WORK REQUIRED →
Search the data for the word "AuditAction" and copy out every line that has it.
-- RECORD SET follows --
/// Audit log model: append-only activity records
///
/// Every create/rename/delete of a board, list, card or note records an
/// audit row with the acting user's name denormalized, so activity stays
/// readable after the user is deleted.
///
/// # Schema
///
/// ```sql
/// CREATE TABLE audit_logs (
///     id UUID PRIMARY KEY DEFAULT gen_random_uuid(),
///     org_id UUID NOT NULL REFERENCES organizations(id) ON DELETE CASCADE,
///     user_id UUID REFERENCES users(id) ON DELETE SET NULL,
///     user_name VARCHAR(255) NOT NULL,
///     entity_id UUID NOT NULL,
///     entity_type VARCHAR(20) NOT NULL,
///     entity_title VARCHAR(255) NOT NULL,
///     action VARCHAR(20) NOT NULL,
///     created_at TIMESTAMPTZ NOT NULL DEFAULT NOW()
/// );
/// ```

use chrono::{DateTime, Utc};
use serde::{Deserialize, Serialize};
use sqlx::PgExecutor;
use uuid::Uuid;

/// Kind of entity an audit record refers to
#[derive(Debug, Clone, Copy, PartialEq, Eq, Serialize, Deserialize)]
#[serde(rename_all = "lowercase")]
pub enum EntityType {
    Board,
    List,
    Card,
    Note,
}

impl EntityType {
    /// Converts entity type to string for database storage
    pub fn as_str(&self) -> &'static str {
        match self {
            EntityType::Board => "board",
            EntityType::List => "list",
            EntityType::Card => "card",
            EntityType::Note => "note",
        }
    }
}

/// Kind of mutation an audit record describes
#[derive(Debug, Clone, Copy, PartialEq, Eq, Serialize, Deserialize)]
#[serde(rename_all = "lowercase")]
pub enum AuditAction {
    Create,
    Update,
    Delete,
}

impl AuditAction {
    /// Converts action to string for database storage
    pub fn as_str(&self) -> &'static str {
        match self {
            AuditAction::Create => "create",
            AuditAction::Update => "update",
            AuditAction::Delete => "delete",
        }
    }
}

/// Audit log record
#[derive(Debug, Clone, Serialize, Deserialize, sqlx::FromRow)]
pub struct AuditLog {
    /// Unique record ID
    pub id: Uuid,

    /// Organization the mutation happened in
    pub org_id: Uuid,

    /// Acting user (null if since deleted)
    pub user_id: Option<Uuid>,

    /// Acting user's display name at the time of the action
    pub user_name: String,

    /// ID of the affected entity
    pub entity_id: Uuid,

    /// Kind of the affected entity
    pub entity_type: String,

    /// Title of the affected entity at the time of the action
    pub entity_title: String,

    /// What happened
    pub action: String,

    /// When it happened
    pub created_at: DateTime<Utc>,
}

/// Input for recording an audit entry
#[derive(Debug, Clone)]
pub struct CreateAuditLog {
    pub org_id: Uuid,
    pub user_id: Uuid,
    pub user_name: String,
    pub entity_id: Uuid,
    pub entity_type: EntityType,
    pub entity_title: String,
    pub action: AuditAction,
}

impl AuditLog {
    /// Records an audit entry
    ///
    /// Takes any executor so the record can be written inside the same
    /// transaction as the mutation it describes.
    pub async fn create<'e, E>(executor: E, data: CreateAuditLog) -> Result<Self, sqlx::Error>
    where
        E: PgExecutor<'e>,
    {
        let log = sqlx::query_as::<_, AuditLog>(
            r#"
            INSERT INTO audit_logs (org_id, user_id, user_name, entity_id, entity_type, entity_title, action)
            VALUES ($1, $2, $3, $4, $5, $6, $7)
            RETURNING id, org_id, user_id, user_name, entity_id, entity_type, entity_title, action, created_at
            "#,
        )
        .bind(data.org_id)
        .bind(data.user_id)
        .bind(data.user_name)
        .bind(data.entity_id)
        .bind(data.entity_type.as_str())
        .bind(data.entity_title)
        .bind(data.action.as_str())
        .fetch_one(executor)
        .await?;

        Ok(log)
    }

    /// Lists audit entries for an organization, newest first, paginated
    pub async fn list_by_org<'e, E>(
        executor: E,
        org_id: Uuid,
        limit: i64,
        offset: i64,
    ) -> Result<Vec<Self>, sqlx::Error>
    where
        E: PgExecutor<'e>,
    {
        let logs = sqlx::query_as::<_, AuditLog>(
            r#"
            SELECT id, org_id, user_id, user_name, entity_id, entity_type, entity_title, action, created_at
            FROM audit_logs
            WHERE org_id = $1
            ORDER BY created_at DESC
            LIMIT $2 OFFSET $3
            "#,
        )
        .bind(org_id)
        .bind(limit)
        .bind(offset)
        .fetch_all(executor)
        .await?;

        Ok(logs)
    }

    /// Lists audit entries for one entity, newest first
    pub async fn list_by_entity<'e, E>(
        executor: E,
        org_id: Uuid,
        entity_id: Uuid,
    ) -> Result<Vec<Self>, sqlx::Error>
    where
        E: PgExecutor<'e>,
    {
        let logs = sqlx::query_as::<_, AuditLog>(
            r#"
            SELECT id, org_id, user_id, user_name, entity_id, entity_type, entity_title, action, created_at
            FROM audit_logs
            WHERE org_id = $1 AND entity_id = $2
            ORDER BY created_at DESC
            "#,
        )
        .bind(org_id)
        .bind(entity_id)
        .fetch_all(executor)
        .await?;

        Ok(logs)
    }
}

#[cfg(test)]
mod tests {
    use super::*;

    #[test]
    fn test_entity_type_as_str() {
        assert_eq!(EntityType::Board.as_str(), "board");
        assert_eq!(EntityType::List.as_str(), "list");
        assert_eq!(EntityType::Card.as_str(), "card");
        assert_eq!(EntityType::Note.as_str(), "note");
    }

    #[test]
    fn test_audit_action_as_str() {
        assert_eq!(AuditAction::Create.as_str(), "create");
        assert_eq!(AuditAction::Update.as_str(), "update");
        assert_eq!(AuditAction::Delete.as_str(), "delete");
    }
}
-- RECORD SET concluded --
ANSWER SECTION →
pub enum AuditAction {
impl AuditAction {
            AuditAction::Create => "create",
            AuditAction::Update => "update",
            AuditAction::Delete => "delete",
    pub action: AuditAction,
        assert_eq!(AuditAction::Create.as_str(), "create");
        assert_eq!(AuditAction::Update.as_str(), "update");
        assert_eq!(AuditAction::Delete.as_str(), "delete");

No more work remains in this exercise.